Problem requirements - Find each line of the material below in which the word "MultipleChoices" occurs, and return it.

Given records -
◆ ◆ ◆ ◆
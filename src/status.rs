// Copyright (C) 2023 Tristan Gerritsen <tristan@thewoosh.org>
// All Rights Reserved.

use std::fmt;

use phf::phf_map;

use crate::InvalidArgument;

#[derive(Copy, Clone, Debug, PartialEq, Eq, PartialOrd, Ord)]
pub enum StatusCodeClass {
    /// 1xx: Informational
    Informational,

    /// 2xx: Success
    Success,

    /// 3xx: Redirection
    Redirection,

    /// 4xx: Client Error
    ClientError,

    /// 5xx: Server Error
    ServerError,
}

impl StatusCodeClass {
    /// Returns the class of any code in `100..=599`.
    pub fn of(code: u16) -> Option<Self> {
        Some(match code {
            100..=199 => Self::Informational,
            200..=299 => Self::Success,
            300..=399 => Self::Redirection,
            400..=499 => Self::ClientError,
            500..=599 => Self::ServerError,
            _ => return None,
        })
    }
}

/// The registered status codes.
///
/// RFC 9110: https://httpwg.org/specs/rfc9110.html#status.codes
/// IANA: https://www.iana.org/assignments/http-status-codes/http-status-codes.xhtml
#[derive(Copy, Clone, Debug, PartialEq, Eq, PartialOrd, Ord, Hash)]
#[repr(u16)]
pub enum StatusCode {
    Continue = 100,
    SwitchingProtocols = 101,
    Processing = 102,
    EarlyHints = 103,

    Ok = 200,
    Created = 201,
    Accepted = 202,
    NonAuthoritativeInformation = 203,
    NoContent = 204,
    ResetContent = 205,
    PartialContent = 206,
    MultiStatus = 207,
    AlreadyReported = 208,
    IMUsed = 226,

    MultipleChoices = 300,
    MovedPermanently = 301,
    Found = 302,
    SeeOther = 303,
    NotModified = 304,
    UseProxy = 305,

    TemporaryRedirect = 307,
    PermanentRedirect = 308,

    BadRequest = 400,
    Unauthorized = 401,
    PaymentRequired = 402,
    Forbidden = 403,
    NotFound = 404,
    MethodNotAllowed = 405,
    NotAcceptable = 406,
    ProxyAuthenticationRequired = 407,
    RequestTimeout = 408,
    Conflict = 409,
    Gone = 410,
    LengthRequired = 411,
    PreconditionFailed = 412,
    ContentTooLarge = 413,
    URITooLong = 414,
    UnsupportedMediaType = 415,
    RangeNotSatisfiable = 416,
    ExpectationFailed = 417,
    IMATeapot = 418,
    MisdirectedRequest = 421,
    UnprocessableContent = 422,
    Locked = 423,
    FailedDependency = 424,
    TooEarly = 425,
    UpgradeRequired = 426,
    PreconditionRequired = 428,
    TooManyRequests = 429,
    RequestHeaderFieldsTooLarge = 431,
    UnavailableForLegalReasons = 451,

    InternalServerError = 500,
    NotImplemented = 501,
    BadGateway = 502,
    ServiceUnavailable = 503,
    GatewayTimeout = 504,
    HTTPVersionNotSupported = 505,
    VariantAlsoNegotiates = 506,
    InsufficientStorage = 507,
    LoopDetected = 508,
    NotExtended = 510,
    NetworkAuthenticationRequired = 511,
}

static STATUS_CODES: phf::Map<u16, StatusCode> = phf_map! {
    100u16 => StatusCode::Continue,
    101u16 => StatusCode::SwitchingProtocols,
    102u16 => StatusCode::Processing,
    103u16 => StatusCode::EarlyHints,
    200u16 => StatusCode::Ok,
    201u16 => StatusCode::Created,
    202u16 => StatusCode::Accepted,
    203u16 => StatusCode::NonAuthoritativeInformation,
    204u16 => StatusCode::NoContent,
    205u16 => StatusCode::ResetContent,
    206u16 => StatusCode::PartialContent,
    207u16 => StatusCode::MultiStatus,
    208u16 => StatusCode::AlreadyReported,
    226u16 => StatusCode::IMUsed,
    300u16 => StatusCode::MultipleChoices,
    301u16 => StatusCode::MovedPermanently,
    302u16 => StatusCode::Found,
    303u16 => StatusCode::SeeOther,
    304u16 => StatusCode::NotModified,
    305u16 => StatusCode::UseProxy,
    307u16 => StatusCode::TemporaryRedirect,
    308u16 => StatusCode::PermanentRedirect,
    400u16 => StatusCode::BadRequest,
    401u16 => StatusCode::Unauthorized,
    402u16 => StatusCode::PaymentRequired,
    403u16 => StatusCode::Forbidden,
    404u16 => StatusCode::NotFound,
    405u16 => StatusCode::MethodNotAllowed,
    406u16 => StatusCode::NotAcceptable,
    407u16 => StatusCode::ProxyAuthenticationRequired,
    408u16 => StatusCode::RequestTimeout,
    409u16 => StatusCode::Conflict,
    410u16 => StatusCode::Gone,
    411u16 => StatusCode::LengthRequired,
    412u16 => StatusCode::PreconditionFailed,
    413u16 => StatusCode::ContentTooLarge,
    414u16 => StatusCode::URITooLong,
    415u16 => StatusCode::UnsupportedMediaType,
    416u16 => StatusCode::RangeNotSatisfiable,
    417u16 => StatusCode::ExpectationFailed,
    418u16 => StatusCode::IMATeapot,
    421u16 => StatusCode::MisdirectedRequest,
    422u16 => StatusCode::UnprocessableContent,
    423u16 => StatusCode::Locked,
    424u16 => StatusCode::FailedDependency,
    425u16 => StatusCode::TooEarly,
    426u16 => StatusCode::UpgradeRequired,
    428u16 => StatusCode::PreconditionRequired,
    429u16 => StatusCode::TooManyRequests,
    431u16 => StatusCode::RequestHeaderFieldsTooLarge,
    451u16 => StatusCode::UnavailableForLegalReasons,
    500u16 => StatusCode::InternalServerError,
    501u16 => StatusCode::NotImplemented,
    502u16 => StatusCode::BadGateway,
    503u16 => StatusCode::ServiceUnavailable,
    504u16 => StatusCode::GatewayTimeout,
    505u16 => StatusCode::HTTPVersionNotSupported,
    506u16 => StatusCode::VariantAlsoNegotiates,
    507u16 => StatusCode::InsufficientStorage,
    508u16 => StatusCode::LoopDetected,
    510u16 => StatusCode::NotExtended,
    511u16 => StatusCode::NetworkAuthenticationRequired,
};

impl StatusCode {
    /// Looks up a registered code. Unregistered codes, even valid ones like
    /// `555`, give `None`.
    pub fn from_code(code: u16) -> Option<Self> {
        STATUS_CODES.get(&code).copied()
    }

    pub fn code(self) -> u16 {
        self as u16
    }

    /// Returns the class of this status code.
    pub fn class(self) -> StatusCodeClass {
        // Every registered code is in `100..=599`.
        StatusCodeClass::of(self.code()).unwrap_or(StatusCodeClass::ServerError)
    }

    pub fn reason_phrase(self) -> &'static str {
        match self {
            StatusCode::Continue => "Continue",
            StatusCode::SwitchingProtocols => "Switching Protocols",
            StatusCode::Processing => "Processing",
            StatusCode::EarlyHints => "Early Hints",

            StatusCode::Ok => "OK",
            StatusCode::Created => "Created",
            StatusCode::Accepted => "Accepted",
            StatusCode::NonAuthoritativeInformation => "Non-Authoritative Information",
            StatusCode::NoContent => "No Content",
            StatusCode::ResetContent => "Reset Content",
            StatusCode::PartialContent => "Partial Content",
            StatusCode::MultiStatus => "Multi-Status",
            StatusCode::AlreadyReported => "Already Reported",
            StatusCode::IMUsed => "IM Used",
            StatusCode::MultipleChoices => "Multiple Choices",
            StatusCode::MovedPermanently => "Moved Permanently",
            StatusCode::Found => "Found",
            StatusCode::SeeOther => "See Other",
            StatusCode::NotModified => "Not Modified",
            StatusCode::UseProxy => "Use Proxy",
            StatusCode::TemporaryRedirect => "Temporary Redirect",
            StatusCode::PermanentRedirect => "Permanent Redirect",
            StatusCode::BadRequest => "Bad Request",
            StatusCode::Unauthorized => "Unauthorized",
            StatusCode::PaymentRequired => "Payment Required",
            StatusCode::Forbidden => "Forbidden",
            StatusCode::NotFound => "Not Found",
            StatusCode::MethodNotAllowed => "Method Not Allowed",
            StatusCode::NotAcceptable => "Not Acceptable",
            StatusCode::ProxyAuthenticationRequired => "Proxy Authentication Required",
            StatusCode::RequestTimeout => "Request Timeout",
            StatusCode::Conflict => "Conflict",
            StatusCode::Gone => "Gone",
            StatusCode::LengthRequired => "Length Required",
            StatusCode::PreconditionFailed => "Precondition Failed",
            StatusCode::ContentTooLarge => "Payload Too Large",
            StatusCode::URITooLong => "URI Too Long",
            StatusCode::UnsupportedMediaType => "Unsupported Media Type",
            StatusCode::RangeNotSatisfiable => "Range Not Satisfiable",
            StatusCode::ExpectationFailed => "Expectation Failed",
            StatusCode::IMATeapot => "I'm a teapot",
            StatusCode::MisdirectedRequest => "Misdirected Request",
            StatusCode::UnprocessableContent => "Unprocessable Entity",
            StatusCode::Locked => "Locked",
            StatusCode::FailedDependency => "Failed Dependency",
            StatusCode::TooEarly => "Too Early",
            StatusCode::UpgradeRequired => "Upgrade Required",
            StatusCode::PreconditionRequired => "Precondition Required",
            StatusCode::TooManyRequests => "Too Many Requests",
            StatusCode::RequestHeaderFieldsTooLarge => "Request Header Fields Too Large",
            StatusCode::UnavailableForLegalReasons => "Unavailable For Legal Reasons",

            StatusCode::InternalServerError => "Internal Server Error",
            StatusCode::NotImplemented => "Not Implemented",
            StatusCode::BadGateway => "Bad Gateway",
            StatusCode::ServiceUnavailable => "Service Unavailable",
            StatusCode::GatewayTimeout => "Gateway Timeout",
            StatusCode::HTTPVersionNotSupported => "HTTP Version Not Supported",
            StatusCode::VariantAlsoNegotiates => "Variant Also Negotiates",
            StatusCode::InsufficientStorage => "Insufficient Storage",
            StatusCode::LoopDetected => "Loop Detected",
            StatusCode::NotExtended => "Not Extended",
            StatusCode::NetworkAuthenticationRequired => "Network Authentication Required",
        }
    }
}

/// Returns the standard reason phrase of `code`, or `""` for codes that
/// aren't registered.
pub fn reason_phrase_for(code: u16) -> &'static str {
    StatusCode::from_code(code).map_or("", StatusCode::reason_phrase)
}

/// Checks that `code` is in `100..=599`.
pub(crate) fn validate_code(code: u16) -> Result<u16, InvalidArgument> {
    match StatusCodeClass::of(code) {
        Some(..) => Ok(code),
        None => {
            #[cfg(feature = "debugging")]
            tracing::trace!("Rejected status code {code}");
            Err(InvalidArgument::StatusCodeOutOfRange)
        }
    }
}

impl TryFrom<u16> for StatusCode {
    type Error = InvalidArgument;

    /// Fails for codes outside of `100..=599`, and for unregistered codes.
    fn try_from(code: u16) -> Result<Self, Self::Error> {
        Self::from_code(validate_code(code)?).ok_or(InvalidArgument::StatusCodeOutOfRange)
    }
}

impl From<StatusCode> for u16 {
    fn from(status: StatusCode) -> Self {
        status as u16
    }
}

impl fmt::Display for StatusCode {
    fn fmt(&self, f: &mut fmt::Formatter<'_>) -> fmt::Result {
        write!(f, "{} {}", self.code(), self.reason_phrase())
    }
}
// Copyright (C) 2023 Tristan Gerritsen <tristan@thewoosh.org>
// All Rights Reserved.

//! Various Augmented BNF (ABNF) tools and utilities.
//!
//! # Ranges
//! Ranges are inclusive:
//! ```text
//! DIGIT       =  %x30-39
//! ```
//! is equivalent to:
//! ```text
//! DIGIT       =  "0" / "1" / "2" / "3" / "4" / "5" / "6" /
//!                "7" / "8" / "9"
//! ```
//!
//! # References
//! * [RFC 5234 Augmented BNF for Syntax Specifications: ABNF](https://www.rfc-editor.org/rfc/rfc5234.html)
//! * [RFC 3986 Uniform Resource Identifier (URI): Generic Syntax](https://www.rfc-editor.org/rfc/rfc3986.html)

/// Is the character a visible (printing) character.
///
/// ```text
/// VCHAR          =  %x21-7E
/// ```
#[inline]
pub fn is_visible_character(byte: u8) -> bool {
    matches!(byte, 0x21..=0x7E)
}

/// ```text
/// HEXDIG         =  DIGIT / "A" / "B" / "C" / "D" / "E" / "F"
/// ```
///
/// Lowercase digits are accepted as well, as RFC 5234 string literals are
/// case-insensitive.
#[inline]
pub fn is_hex_digit(byte: u8) -> bool {
    byte.is_ascii_hexdigit()
}

/// ```text
/// unreserved    = ALPHA / DIGIT / "-" / "." / "_" / "~"
/// ```
#[inline]
pub fn is_unreserved_character(byte: u8) -> bool {
    byte.is_ascii_alphanumeric() || matches!(byte, b'-' | b'.' | b'_' | b'~')
}

/// ```text
/// sub-delims    = "!" / "$" / "&" / "'" / "(" / ")"
///               / "*" / "+" / "," / ";" / "="
/// ```
#[inline]
pub fn is_sub_delimiter(byte: u8) -> bool {
    matches!(byte, b'!' | b'$' | b'&' | b'\'' | b'(' | b')' | b'*' | b'+' | b',' | b';' | b'=')
}

/// Is the byte an ASCII control character (`CTL` in RFC 5234).
///
/// ```text
/// CTL            =  %x00-1F / %x7F
/// ```
#[inline]
pub fn is_control_character(byte: u8) -> bool {
    matches!(byte, 0x00..=0x1F | 0x7F)
}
◆ ◆ ◆ ◆
Answer to this exercise -
    MultipleChoices = 300,
    300u16 => StatusCode::MultipleChoices,
            StatusCode::MultipleChoices => "Multiple Choices",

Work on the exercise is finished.